I am now 26 years old. I want teens and anyone else who is struggling with stuttering to realize that things will get better, and there is ALWAYS HOPE! I went though ups and downs with my fluency, and still do to this day. I am happy to report that my fluency is better than ever. I realized that my main problem was not my stuttering; it was my FEAR of stuttering. A few years ago, I was experiencing the same struggle as I did when I was 16. I was unable to make an order at the drive-thru, and had much trouble making phone calls of importance. Now, I can speak fluently because I just don't care. I don't care what people think of me, and I don't care if I stutter here or there because it is a part of who I am. I went through a period where I was defining myself as a "stutterer", and that stuttering was going to define me. Stuttering is indeed a part of who I am, but it is not WHAT I am.

I ended up going to college, meeting the woman of my dreams, got married, moved to the ocean and live a happy life. At the age of 18, I weighed 345 lbs - I've lost 100 lbs since then. Music ended up being a major activity in my life, as it was one of the things I did that was unaffected by stuttering. Being on stage actually helped my fluency as well. I've been in newspapers, having to talk to reporters, speak in front of city councils to make arguments, etc.

For those who are looking for any means to reduce their stuttering, this is my recommendation: don't let it control you. It is truly mind over matter. It takes practice and persistence, but things will get better if you try. FDR was correct when he said, "The only thing we have to fear is fear itself". Stop caring about what others will think about you, because what is most important is what YOU think about YOU. YOU are not any lesser of a person for having a stutter. When you have a block, do what works best for you. I was trained by my speech pathologist as a kid to use the pull-out, but it was always embarrassing and I hated doing it. For me, I just STOP (which is the first step in the pullout), and take a deep breath (second step of pullout). Then, I am able to continue without having to make some long drawn-out sound. So, get out there, face your fears, and live your life! Once you do that, you will stutter less and less!

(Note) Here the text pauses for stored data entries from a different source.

// SPDX-FileCopyrightText: 2026 Colloquy Contributors
// SPDX-License-Identifier: MIT OR Apache-2.0

//! Domain types shared by the stores, the dialogue engine and the request layer.

use std::fmt;

use chrono::{DateTime, Utc};
use serde::{Deserialize, Serialize};
use strum::{Display, EnumString};

/// Separator placed between the two participant ids of a chat id.
pub const CHAT_ID_SEPARATOR: char = '_';

/// Identifier of a chat participant.
#[derive(Debug, Clone, PartialEq, Eq, Hash, PartialOrd, Ord, Serialize, Deserialize)]
#[serde(transparent)]
pub struct UserId(pub String);

impl UserId {
    pub fn new(id: impl Into<String>) -> Self {
        Self(id.into())
    }

    pub fn as_str(&self) -> &str {
        &self.0
    }
}

impl fmt::Display for UserId {
    fn fmt(&self, f: &mut fmt::Formatter<'_>) -> fmt::Result {
        f.write_str(&self.0)
    }
}

/// Order-independent identifier of the conversation between two users.
#[derive(Debug, Clone, PartialEq, Eq, Hash, Serialize, Deserialize)]
#[serde(transparent)]
pub struct ChatId(pub String);

impl ChatId {
    /// Derives the chat id for a pair of participants.
    ///
    /// The lexicographically smaller id comes first, so `(a, b)` and `(b, a)`
    /// map to the same chat.
    pub fn for_participants(first: &UserId, second: &UserId) -> Self {
        let (low, high) = if first.0 > second.0 {
            (second, first)
        } else {
            (first, second)
        };
        ChatId(format!("{}{CHAT_ID_SEPARATOR}{}", low.0, high.0))
    }

    pub fn as_str(&self) -> &str {
        &self.0
    }
}

impl fmt::Display for ChatId {
    fn fmt(&self, f: &mut fmt::Formatter<'_>) -> fmt::Result {
        f.write_str(&self.0)
    }
}

/// Store-assigned message identifier.
#[derive(Debug, Clone, Copy, PartialEq, Eq, Hash, PartialOrd, Ord, Serialize, Deserialize)]
#[serde(transparent)]
pub struct MessageId(pub i64);

impl fmt::Display for MessageId {
    fn fmt(&self, f: &mut fmt::Formatter<'_>) -> fmt::Result {
        write!(f, "{}", self.0)
    }
}

/// Caller-assigned id that deduplicates one logical command across redeliveries.
#[derive(Debug, Clone, PartialEq, Eq, Hash, Serialize, Deserialize)]
#[serde(transparent)]
pub struct CorrelationId(pub String);

impl CorrelationId {
    /// Generates a fresh random (UUID v4) correlation id.
    pub fn generate() -> Self {
        Self(uuid::Uuid::new_v4().to_string())
    }

    pub fn as_str(&self) -> &str {
        &self.0
    }
}

impl fmt::Display for CorrelationId {
    fn fmt(&self, f: &mut fmt::Formatter<'_>) -> fmt::Result {
        f.write_str(&self.0)
    }
}

/// Lifecycle state of a message.
///
/// `Pending` is the only non-terminal state. It moves to `Sent` on commit or
/// `Removed` on rollback, and never changes again.
#[derive(
    Debug, Clone, Copy, PartialEq, Eq, Hash, Display, EnumString, Serialize, Deserialize,
)]
#[strum(serialize_all = "lowercase")]
#[serde(rename_all = "lowercase")]
pub enum MessageState {
    Pending,
    Sent,
    Removed,
}

impl MessageState {
    pub fn is_terminal(self) -> bool {
        !matches!(self, MessageState::Pending)
    }
}

/// A persisted chat message.
#[derive(Debug, Clone, PartialEq, Eq, Serialize, Deserialize)]
pub struct Message {
    pub id: MessageId,
    pub chat_id: ChatId,
    pub sent_at: DateTime<Utc>,
    pub from_user_id: UserId,
    pub to_user_id: UserId,
    pub text: String,
    pub state: MessageState,
}

/// A message that has not been assigned an id yet.
#[derive(Debug, Clone, PartialEq, Eq)]
pub struct NewMessage {
    pub chat_id: ChatId,
    pub sent_at: DateTime<Utc>,
    pub from_user_id: UserId,
    pub to_user_id: UserId,
    pub text: String,
    pub state: MessageState,
}

impl NewMessage {
    /// Builds a `Pending` message stamped with the current UTC time.
    pub fn pending(from: UserId, to: UserId, text: String) -> Self {
        Self {
            chat_id: ChatId::for_participants(&from, &to),
            sent_at: Utc::now(),
            from_user_id: from,
            to_user_id: to,
            text,
            state: MessageState::Pending,
        }
    }
}

/// Input of the send-message operation.
#[derive(Debug, Clone, PartialEq, Eq)]
pub struct SendMessage {
    pub from: UserId,
    pub to: UserId,
    pub text: String,
}

/// Input of the get-messages operation.
#[derive(Debug, Clone, PartialEq, Eq)]
pub struct GetMessages {
    pub from: UserId,
    pub to: UserId,
}

/// The two externally triggered message transitions.
#[derive(Debug, Clone, Copy, PartialEq, Eq, Hash, Display, EnumString, Serialize, Deserialize)]
pub enum CommandKind {
    #[strum(serialize = "CommitMessage")]
    #[serde(rename = "CommitMessage")]
    Commit,
    #[strum(serialize = "RollbackMessage")]
    #[serde(rename = "RollbackMessage")]
    Rollback,
}

impl CommandKind {
    /// State a pending message moves to when this command is applied.
    pub fn target_state(self) -> MessageState {
        match self {
            CommandKind::Commit => MessageState::Sent,
            CommandKind::Rollback => MessageState::Removed,
        }
    }
}

/// A commit or rollback request for one message.
#[derive(Debug, Clone, PartialEq, Eq)]
pub struct MessageCommand {
    pub correlation_id: CorrelationId,
    pub message_id: MessageId,
}

/// Result of applying a commit or rollback command.
#[derive(Debug, Clone, Copy, PartialEq, Eq)]
pub enum CommandOutcome {
    /// The message moved from `Pending` to the target state.
    Applied { to: MessageState },
    /// The correlation id was already in the ledger; nothing changed.
    AlreadyHandled,
    /// The message was already terminal; the correlation id is now recorded
    /// but the state is unchanged.
    AlreadyTerminal(MessageState),
}

impl CommandOutcome {
    /// Short label used in logs and metrics.
    pub fn label(&self) -> &'static str {
        match self {
            CommandOutcome::Applied { .. } => "applied",
            CommandOutcome::AlreadyHandled => "duplicate",
            CommandOutcome::AlreadyTerminal(_) => "terminal",
        }
    }
}

/// Per-call context passed explicitly through every engine entry point.
#[derive(Debug, Clone, PartialEq, Eq)]
pub struct RequestContext {
    /// Request id taken from the caller or generated on entry.
    pub request_id: String,
    /// Entry point that produced the call (`http`, `intake`, ...).
    pub origin: &'static str,
}

impl RequestContext {
    /// Context with a freshly generated request id.
    pub fn new(origin: &'static str) -> Self {
        Self {
            request_id: uuid::Uuid::new_v4().to_string(),
            origin,
        }
    }

    /// Context carrying a caller-supplied request id.
    pub fn with_request_id(origin: &'static str, request_id: impl Into<String>) -> Self {
        Self {
            request_id: request_id.into(),
            origin,
        }
    }
}

/// Health status reported by adapter health checks.
#[derive(Debug, Clone, PartialEq, Eq)]
pub enum HealthStatus {
    /// Adapter is fully operational.
    Healthy,
    /// Adapter is operational but experiencing issues.
    Degraded(String),
    /// Adapter is not operational.
    Unhealthy(String),
}

/// Identifies the role an adapter plays.
#[derive(
    Debug, Clone, Copy, PartialEq, Eq, Hash, Display, EnumString, Serialize, Deserialize,
)]
pub enum AdapterType {
    Storage,
    Publisher,
    CommandSource,
    Observability,
}

#[cfg(test)]
mod tests {
    use super::*;
    use proptest::prelude::*;
    use std::str::FromStr;

    #[test]
    fn chat_id_puts_smaller_id_first() {
        let alice = UserId::new("alice");
        let bob = UserId::new("bob");
        assert_eq!(ChatId::for_participants(&alice, &bob).as_str(), "alice_bob");
        assert_eq!(ChatId::for_participants(&bob, &alice).as_str(), "alice_bob");
    }

    #[test]
    fn chat_id_with_self() {
        let u = UserId::new("carol");
        assert_eq!(ChatId::for_participants(&u, &u).as_str(), "carol_carol");
    }

    #[test]
    fn message_state_round_trips_through_strings() {
        for state in [MessageState::Pending, MessageState::Sent, MessageState::Removed] {
            let s = state.to_string();
            assert_eq!(MessageState::from_str(&s).unwrap(), state);
        }
        assert_eq!(MessageState::Sent.to_string(), "sent");
        assert!(MessageState::from_str("archived").is_err());
    }

    #[test]
    fn only_pending_is_non_terminal() {
        assert!(!MessageState::Pending.is_terminal());
        assert!(MessageState::Sent.is_terminal());
        assert!(MessageState::Removed.is_terminal());
    }

    #[test]
    fn command_kind_wire_names() {
        assert_eq!(CommandKind::Commit.to_string(), "CommitMessage");
        assert_eq!(
            CommandKind::from_str("RollbackMessage").unwrap(),
            CommandKind::Rollback
        );
        assert_eq!(CommandKind::Commit.target_state(), MessageState::Sent);
        assert_eq!(CommandKind::Rollback.target_state(), MessageState::Removed);
    }

    #[test]
    fn pending_message_derives_chat_id() {
        let msg = NewMessage::pending(UserId::new("zed"), UserId::new("amy"), "hi".into());
        assert_eq!(msg.chat_id.as_str(), "amy_zed");
        assert_eq!(msg.state, MessageState::Pending);
        assert_eq!(msg.from_user_id.as_str(), "zed");
    }

    #[test]
    fn generated_ids_are_unique() {
        assert_ne!(CorrelationId::generate(), CorrelationId::generate());
        assert_ne!(
            RequestContext::new("test").request_id,
            RequestContext::new("test").request_id
        );
    }

    proptest! {
        #[test]
        fn chat_id_is_symmetric(a in "[a-z0-9]{0,12}", b in "[a-z0-9]{0,12}") {
            let ua = UserId::new(a);
            let ub = UserId::new(b);
            prop_assert_eq!(
                ChatId::for_participants(&ua, &ub),
                ChatId::for_participants(&ub, &ua)
            );
        }
    }
}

Judy, thank you for being there for people who stutter, and thank you for keeping that little time capsule for me.

Sincerely,

Christopher Kessler, age 26

added March 26, 2000


Update - email received by Christopher Aoril 6, 2019, 20 years since he first published his 16-year-old article, now he us a successful state legislator in Maine, added with permission

Hi Judith,

I had to write you again because I thought of this letter this morning (from when I wrote to you at the age of 16). I wrote to you 10 years ago. Now it has been 20!

I wanted to let you know that I am now speaking before the public more than ever, and serve in my state's Legislature. I still stutter (even on camera sometimes), but by no means will it ever stop me.

I hope you are well and still helping kids. I can't believe I can still access something I wrote 20 years ago on the Internet.